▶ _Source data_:
"""

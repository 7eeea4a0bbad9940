//! Toroidal Game of Life with a zero-copy, handle-based host boundary.
//!
//! This is the top-level facade crate that re-exports the public API
//! from the Torus sub-crates. Depend on this crate for the full
//! library, or on individual sub-crates for finer-grained control.
//!
//! # Quick start
//!
//! ```rust
//! use torus::prelude::*;
//!
//! let mut registry = Registry::new();
//! let handle = registry.create(8, 8, SeedRule::Interference).unwrap();
//!
//! registry.tick(handle).unwrap();
//! let view = registry.cells(handle).unwrap();
//! assert_eq!(view.len(), 64);
//!
//! registry.dispose(handle).unwrap();
//! assert!(registry.tick(handle).is_err());
//! ```
//!
//! # Crate organization
//!
//! | Module | Sub-crate | Contents |
//! |--------|-----------|----------|
//! | [`types`] | `torus-core` | `Cell`, `GridError`, `HandleId`, `SeedRule`, `GridConfig` |
//! | [`engine`] | `torus-engine` | `Grid`, `CellsView` |
//! | [`ffi`] | `torus-ffi` | `Registry`, `TorusStatus`, exported C functions |

#![deny(missing_docs)]
#![deny(rustdoc::broken_intra_doc_links)]
#![forbid(unsafe_code)]

/// Core types: cells, errors, handles, seed rules, configuration.
pub mod types {
    pub use torus_core::*;
}

/// The automaton engine.
pub mod engine {
    pub use torus_engine::{neighbourhood, CellsView, Grid};
}

/// The host boundary: registry, status codes, and exported functions.
pub mod ffi {
    pub use torus_ffi::*;
}

/// Common imports for typical usage.
///
/// ```rust
/// use torus::prelude::*;
/// ```
pub mod prelude {
    pub use torus_core::{Cell, GridConfig, GridError, HandleId, SeedRule};
    pub use torus_engine::{CellsView, Grid};
    pub use torus_ffi::{Registry, TorusError, TorusStatus};
}
use std::env;
use std::error::Error;
use std::path::PathBuf;

fn main() -> Result<(), Box<dyn Error>> {
    let crate_dir = PathBuf::from(env::var("CARGO_MANIFEST_DIR")?);
    let config_path = crate_dir.join("cbindgen.toml");

    println!("cargo:rerun-if-changed={}", config_path.display());
    println!("cargo:rerun-if-changed=src");

    let header_dir = crate_dir.join("include");
    std::fs::create_dir_all(&header_dir)?;

    let bindings = cbindgen::Builder::new()
        .with_crate(&crate_dir)
        .with_config(cbindgen::Config::from_file(&config_path)?)
        .generate()?;
    bindings.write_to_file(header_dir.join("torus.h"));
    Ok(())
}
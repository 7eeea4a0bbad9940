//! Text rendering of a grid.

use std::fmt;

use torus_core::Cell;

use crate::grid::Grid;

impl fmt::Display for Grid {
    fn fmt(&self, f: &mut fmt::Formatter<'_>) -> fmt::Result {
        for line in self.cells().rows() {
            for &byte in line {
                write!(f, "{}", Cell::from(byte != 0))?;
            }
            writeln!(f)?;
        }
        Ok(())
    }
}
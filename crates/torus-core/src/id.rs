//! Strongly-typed registry handle.

use std::fmt;

/// Opaque identifier for a grid owned by a registry.
///
/// A handle names a registry entry; it is never a memory address, so a
/// forged value can at most name another entry the registry controls.
/// `HandleId(0)` is reserved and never minted, which lets hosts use 0 as
/// "no handle" in scalar return values.
#[derive(Clone, Copy, Debug, PartialEq, Eq, Hash, PartialOrd, Ord)]
pub struct HandleId(pub u32);

impl HandleId {
    /// The reserved "no handle" value.
    pub const NULL: Self = Self(0);

    /// Whether this is the reserved null handle.
    pub const fn is_null(self) -> bool {
        self.0 == 0
    }
}

impl fmt::Display for HandleId {
    fn fmt(&self, f: &mut fmt::Formatter<'_>) -> fmt::Result {
        write!(f, "{}", self.0)
    }
}

impl From<u32> for HandleId {
    fn from(v: u32) -> Self {
        Self(v)
    }
}

impl From<HandleId> for u32 {
    fn from(h: HandleId) -> Self {
        h.0
    }
}
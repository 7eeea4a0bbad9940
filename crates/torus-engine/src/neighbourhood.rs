//! 8-connected toroidal neighbourhood (cardinal + diagonal).
//!
//! Each axis is stepped by the forward deltas `[len - 1, 0, 1]` modulo
//! `len`, and the pair `(0, 0)` is skipped. On axes of length three or
//! more this is the usual eight distinct neighbours. On length 2 both
//! off-axis deltas reach the same cell, which is then counted twice. On
//! length 1 the deltas are `[0, 0, 1]`: the `0` steps coincide with the
//! skipped centre, so a cell on a single-row or single-column torus
//! wraps onto itself exactly once and an isolated live cell still dies.

use smallvec::SmallVec;

/// Forward deltas along an axis of length `len`: previous, same, next.
fn axis_deltas(len: u32) -> [u32; 3] {
    [len - 1, 0, 1]
}

/// Step `pos` forward by `delta` on an axis of length `len`.
fn step(pos: u32, delta: u32, len: u32) -> u32 {
    // The sum is computed in u64 and reduced below len, so it fits in u32.
    ((u64::from(pos) + u64::from(delta)) % u64::from(len)) as u32
}

/// Visit every neighbour of `(row, col)` with multiplicity.
fn for_each_neighbour(row: u32, col: u32, width: u32, height: u32, mut f: impl FnMut(u32, u32)) {
    for dr in axis_deltas(height) {
        for dc in axis_deltas(width) {
            if dr == 0 && dc == 0 {
                continue;
            }
            f(step(row, dr, height), step(col, dc, width));
        }
    }
}

/// Toroidal `(row, col)` neighbours of an in-bounds cell.
///
/// Eight entries when both dimensions are at least 2; fewer on a
/// dimension of 1, where the self-wrap appears once per remaining delta.
pub fn neighbours(row: u32, col: u32, width: u32, height: u32) -> SmallVec<[(u32, u32); 8]> {
    let mut out = SmallVec::new();
    for_each_neighbour(row, col, width, height, |r, c| out.push((r, c)));
    out
}

/// Number of live neighbours of `(row, col)` in a row-major byte buffer.
pub(crate) fn live_count(cells: &[u8], row: u32, col: u32, width: u32, height: u32) -> u8 {
    let mut count = 0u8;
    for_each_neighbour(row, col, width, height, |r, c| {
        count += cells[r as usize * width as usize + c as usize];
    });
    count
}

#[cfg(test)]
mod tests {
    use super::*;

    #[test]
    fn interior_cell_has_adjacent_neighbours() {
        let n = neighbours(2, 2, 5, 5);
        assert_eq!(n.len(), 8);
        for (r, c) in n {
            assert!((1..=3).contains(&r) && (1..=3).contains(&c));
            assert_ne!((r, c), (2, 2));
        }
    }

    #[test]
    fn corner_wraps_to_opposite_edges() {
        let mut n = neighbours(0, 0, 4, 3).into_vec();
        n.sort_unstable();
        assert_eq!(
            n,
            vec![(0, 1), (0, 3), (1, 0), (1, 1), (1, 3), (2, 0), (2, 1), (2, 3)]
        );
    }

    #[test]
    fn two_wide_axis_counts_the_other_column_twice() {
        // 2x3: the only other column is both west and east.
        let cells = [0u8, 1, 0, 0, 0, 0];
        assert_eq!(live_count(&cells, 0, 0, 2, 3), 2);
    }

    #[test]
    fn single_cell_torus_wraps_onto_itself() {
        let n = neighbours(0, 0, 1, 1);
        assert_eq!(n.len(), 5);
        assert!(n.iter().all(|&rc| rc == (0, 0)));
        assert_eq!(live_count(&[1], 0, 0, 1, 1), 5);
        assert_eq!(live_count(&[0], 0, 0, 1, 1), 0);
    }

    #[test]
    fn single_row_counts_self_once() {
        let cells = [0u8, 0, 1, 0, 0];
        assert_eq!(neighbours(0, 2, 5, 1).len(), 7);
        assert_eq!(live_count(&cells, 0, 2, 5, 1), 1);
        // Same-row neighbours are reached by three row deltas each.
        assert_eq!(live_count(&cells, 0, 1, 5, 1), 3);
    }

    #[test]
    fn single_column_counts_self_once() {
        let cells = [0u8, 0, 1, 0, 0];
        assert_eq!(live_count(&cells, 2, 0, 1, 5), 1);
    }

    #[test]
    fn live_count_sees_across_edges() {
        // 3x3, only the bottom-right corner alive.
        let mut cells = [0u8; 9];
        cells[8] = 1;
        assert_eq!(live_count(&cells, 0, 0, 3, 3), 1);
        assert_eq!(live_count(&cells, 8 / 3, 8 % 3, 3, 3), 0);
    }
}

"""

▶ _Task to complete_: Only the line containing "assert_eq!(live_count(&cells, 0, 2, 5, 1), 1);" and the lines after it, through the end of the data, should be copied, exactly as they are.

▶ _Answer area_:
        assert_eq!(live_count(&cells, 0, 2, 5, 1), 1);
        // Same-row neighbours are reached by three row deltas each.
        assert_eq!(live_count(&cells, 0, 1, 5, 1), 3);
    }

    #[test]
    fn single_column_counts_self_once() {
        let cells = [0u8, 0, 1, 0, 0];
        assert_eq!(live_count(&cells, 2, 0, 1, 5), 1);
    }

    #[test]
    fn live_count_sees_across_edges() {
        // 3x3, only the bottom-right corner alive.
        let mut cells = [0u8; 9];
        cells[8] = 1;
        assert_eq!(live_count(&cells, 0, 0, 3, 3), 1);
        assert_eq!(live_count(&cells, 8 / 3, 8 % 3, 3, 3), 0);
    }
}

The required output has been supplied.